Well, first thing is first, I told my sister that the bettas are of a weak genetic background of questionable treatment, strength, and stature. I know that if this does work out (I can't see that at this point, so don't let me get too far ahead) we will probably have alot of mutants that will need to be...:-(. Nextly...

I told her that bettas should be conditioned for 2 weeks with bloodworms and stuff. She just started conditioning them _after _she put the female in the cup in Luke's (her male CT) tank. 
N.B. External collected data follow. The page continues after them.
//! Legendre symbol tables and Paley matrix construction.
//!
//! The Paley matrix of an odd prime `q` is the quadratic-residue kernel of
//! the conference matrices used by the base design builder. Its entries are
//! symbols of pairwise index differences over the prime field GF(q).
//!
//! ## Sign convention
//!
//! The symbol used here is the *negation* of the classical Legendre symbol:
//! a nonzero quadratic residue maps to −1 and a non-residue to +1. The
//! validated reference designs are defined in terms of this convention, so
//! it must be preserved exactly.

use ndarray::Array2;

/// Quadratic-residue symbol table for the prime field GF(q).
///
/// Precomputes the set of nonzero squared residues `{x² mod q}` so that
/// symbol lookups are O(1).
///
/// # Example
///
/// ```
/// use dsd::construct::LegendreTable;
///
/// // Quadratic residues mod 7 are {1, 2, 4}
/// let table = LegendreTable::new(7);
/// assert_eq!(table.symbol(0), 0);
/// assert_eq!(table.symbol(1), -1);
/// assert_eq!(table.symbol(3), 1);
/// ```
#[derive(Debug, Clone)]
pub struct LegendreTable {
    q: u32,
    residue: Vec<bool>,
}

impl LegendreTable {
    /// Build the residue table for the prime field of size `q`.
    ///
    /// `q` must be an odd prime; this is the caller's responsibility
    /// (the base design builder only passes primes found by the oracle).
    #[must_use]
    pub fn new(q: u32) -> Self {
        let mut residue = vec![false; q as usize];
        for x in 1..q {
            let sq = (u64::from(x) * u64::from(x)) % u64::from(q);
            residue[sq as usize] = true;
        }
        Self { q, residue }
    }

    /// The field size this table was built for.
    #[must_use]
    pub fn order(&self) -> u32 {
        self.q
    }

    /// Symbol of a field-element difference.
    ///
    /// Returns 0 if `d ≡ 0 (mod q)`, −1 if the reduced difference is a
    /// nonzero quadratic residue, and +1 otherwise.
    #[must_use]
    pub fn symbol(&self, d: u32) -> i32 {
        let d = d % self.q;
        if d == 0 {
            0
        } else if self.residue[d as usize] {
            -1
        } else {
            1
        }
    }
}

/// Build the q×q Paley matrix for an odd prime `q`.
///
/// The upper triangle holds `symbol(j − i)` (zero diagonal); the matrix is
/// then completed as `P + factor · Pᵗ` where `factor = −1` if
/// `q ≡ 3 (mod 4)` and `+1` otherwise. The result is skew for
/// `q ≡ 3 (mod 4)` and symmetric for `q ≡ 1 (mod 4)`.
///
/// # Example
///
/// ```
/// use dsd::construct::paley_matrix;
///
/// let p = paley_matrix(3);
/// assert_eq!(p[[0, 1]], -1); // 1 is a residue mod 3
/// assert_eq!(p[[1, 0]], 1);  // skew: q ≡ 3 (mod 4)
/// ```
#[must_use]
pub fn paley_matrix(q: u32) -> Array2<i32> {
    let table = LegendreTable::new(q);
    let n = q as usize;
    let mut m = Array2::zeros((n, n));

    for i in 0..n {
        for j in i..n {
            m[[i, j]] = table.symbol((j - i) as u32);
        }
    }

    let factor = if q % 4 == 3 { -1 } else { 1 };
    for i in 0..n {
        for j in 0..i {
            m[[i, j]] = factor * m[[j, i]];
        }
    }

    m
}
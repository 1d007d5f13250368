//! Named-factor design tables.
//!
//! A [`DesignTable`] is the wrapper-level view of a design: named columns
//! in the caller's order, rows indexed 1..N, and cells holding the actual
//! factor settings (numeric bounds or category labels) instead of codes.

use std::fmt;

#[cfg(feature = "serde")]
use serde::{Deserialize, Serialize};

/// A single factor setting in a design table.
///
/// Continuous factors produce [`Number`](LevelValue::Number) cells;
/// categorical factors reproduce whichever values their two levels were
/// specified with.
#[derive(Debug, Clone, PartialEq)]
#[cfg_attr(feature = "serde", derive(Serialize, Deserialize))]
pub enum LevelValue {
    /// A numeric setting.
    Number(f64),
    /// A text label.
    Label(String),
    /// A boolean label.
    Flag(bool),
}

impl LevelValue {
    /// Whether this value is numeric.
    #[must_use]
    pub fn is_numeric(&self) -> bool {
        matches!(self, Self::Number(_))
    }

    /// The numeric value, if this is a [`Number`](LevelValue::Number).
    #[must_use]
    pub fn as_number(&self) -> Option<f64> {
        match self {
            Self::Number(v) => Some(*v),
            _ => None,
        }
    }
}

impl From<f64> for LevelValue {
    fn from(v: f64) -> Self {
        Self::Number(v)
    }
}

impl From<i32> for LevelValue {
    fn from(v: i32) -> Self {
        Self::Number(f64::from(v))
    }
}

impl From<&str> for LevelValue {
    fn from(v: &str) -> Self {
        Self::Label(v.to_owned())
    }
}

impl From<String> for LevelValue {
    fn from(v: String) -> Self {
        Self::Label(v)
    }
}

impl From<bool> for LevelValue {
    fn from(v: bool) -> Self {
        Self::Flag(v)
    }
}

impl fmt::Display for LevelValue {
    fn fmt(&self, f: &mut fmt::Formatter<'_>) -> fmt::Result {
        match self {
            Self::Number(v) => write!(f, "{v}"),
            Self::Label(s) => f.write_str(s),
            Self::Flag(b) => write!(f, "{b}"),
        }
    }
}

/// A design table with named columns and a 1-based trial index.
///
/// Column order matches the order the factors were supplied in; it is not
/// the internal continuous-then-categorical layout of the coded matrix.
#[derive(Debug, Clone, PartialEq)]
#[cfg_attr(feature = "serde", derive(Serialize, Deserialize))]
pub struct DesignTable {
    names: Vec<String>,
    index: Vec<usize>,
    columns: Vec<Vec<LevelValue>>,
}

impl DesignTable {
    /// Assemble a table from column names and column data.
    ///
    /// # Panics
    ///
    /// Panics if the number of names differs from the number of columns, or
    /// if columns have unequal lengths.
    pub(crate) fn new(names: Vec<String>, columns: Vec<Vec<LevelValue>>) -> Self {
        assert_eq!(names.len(), columns.len(), "one name per column");
        let rows = columns.first().map_or(0, Vec::len);
        assert!(
            columns.iter().all(|c| c.len() == rows),
            "columns must have equal lengths"
        );

        Self {
            names,
            index: (1..=rows).collect(),
            columns,
        }
    }

    /// Table shape as (rows, columns).
    #[must_use]
    pub fn shape(&self) -> (usize, usize) {
        (self.index.len(), self.columns.len())
    }

    /// Number of trials (rows).
    #[must_use]
    pub fn rows(&self) -> usize {
        self.index.len()
    }

    /// Column names, in table order.
    #[must_use]
    pub fn names(&self) -> &[String] {
        &self.names
    }

    /// The 1-based trial index labels.
    #[must_use]
    pub fn index(&self) -> &[usize] {
        &self.index
    }

    /// Look up a column by name.
    #[must_use]
    pub fn column(&self, name: &str) -> Option<&[LevelValue]> {
        self.names
            .iter()
            .position(|n| n == name)
            .map(|i| self.columns[i].as_slice())
    }

    /// Get a column by position.
    ///
    /// # Panics
    ///
    /// Panics if `idx` is out of bounds.
    #[must_use]
    pub fn column_at(&self, idx: usize) -> &[LevelValue] {
        &self.columns[idx]
    }

    /// Get the cell at a 0-based row and column position.
    ///
    /// # Panics
    ///
    /// Panics if the indices are out of bounds.
    #[must_use]
    pub fn get(&self, row: usize, col: usize) -> &LevelValue {
        &self.columns[col][row]
    }
}

impl fmt::Display for DesignTable {
    fn fmt(&self, f: &mut fmt::Formatter<'_>) -> fmt::Result {
        let cells: Vec<Vec<String>> = self
            .columns
            .iter()
            .map(|col| col.iter().map(ToString::to_string).collect())
            .collect();

        let idx_width = self.index.last().map_or(1, |n| n.to_string().len());
        let widths: Vec<usize> = self
            .names
            .iter()
            .zip(&cells)
            .map(|(name, col)| {
                col.iter()
                    .map(String::len)
                    .chain(std::iter::once(name.len()))
                    .max()
                    .unwrap_or(0)
            })
            .collect();

        write!(f, "{:>idx_width$}", "")?;
        for (name, &w) in self.names.iter().zip(&widths) {
            write!(f, "  {name:>w$}")?;
        }
        writeln!(f)?;

        for (r, idx) in self.index.iter().enumerate() {
            write!(f, "{idx:>idx_width$}")?;
            for (col, &w) in cells.iter().zip(&widths) {
                write!(f, "  {:>w$}", col[r])?;
            }
            writeln!(f)?;
        }
        Ok(())
    }
}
_(This next sentence is kinda a side question that I am asking due to lack of info I have been able to find. I was wanting to know how much bloodworms a betta needs during conditioning. I know alot of bloodworms is bad for the betta's health, so is it just bloodworms, or a little bloodworms everyday, or what? Just wondering. Thanks!)_

Next problem is, is that the male hasn't built a bubblenest. He seems to be very interested in the female, and vise-versa, but Luke hasn't built a bubble-nest. I have seen someone who put a styrofoam cup to encourage a bubble-nest, but I don't know why. Is there a way to encourage the bubble-nest?

Also, as expected, it has been 1 day and the female doesn't have breeding bars. I guess there is nothing to do but wait in that part.

Lastly (actually, there are probably problems I forgot), she doesn't have any food for if there are fry. She knows that fry need food smaller than crushed flakes, but she hasn't done anything about it.

I guess it is somewhat ir-responsible of her, but I want to help make sure there are as few casualties as possible. I can't talk her out if it, I know you all would suggest I try if I didn't post that (which is a good thing), but it is useless.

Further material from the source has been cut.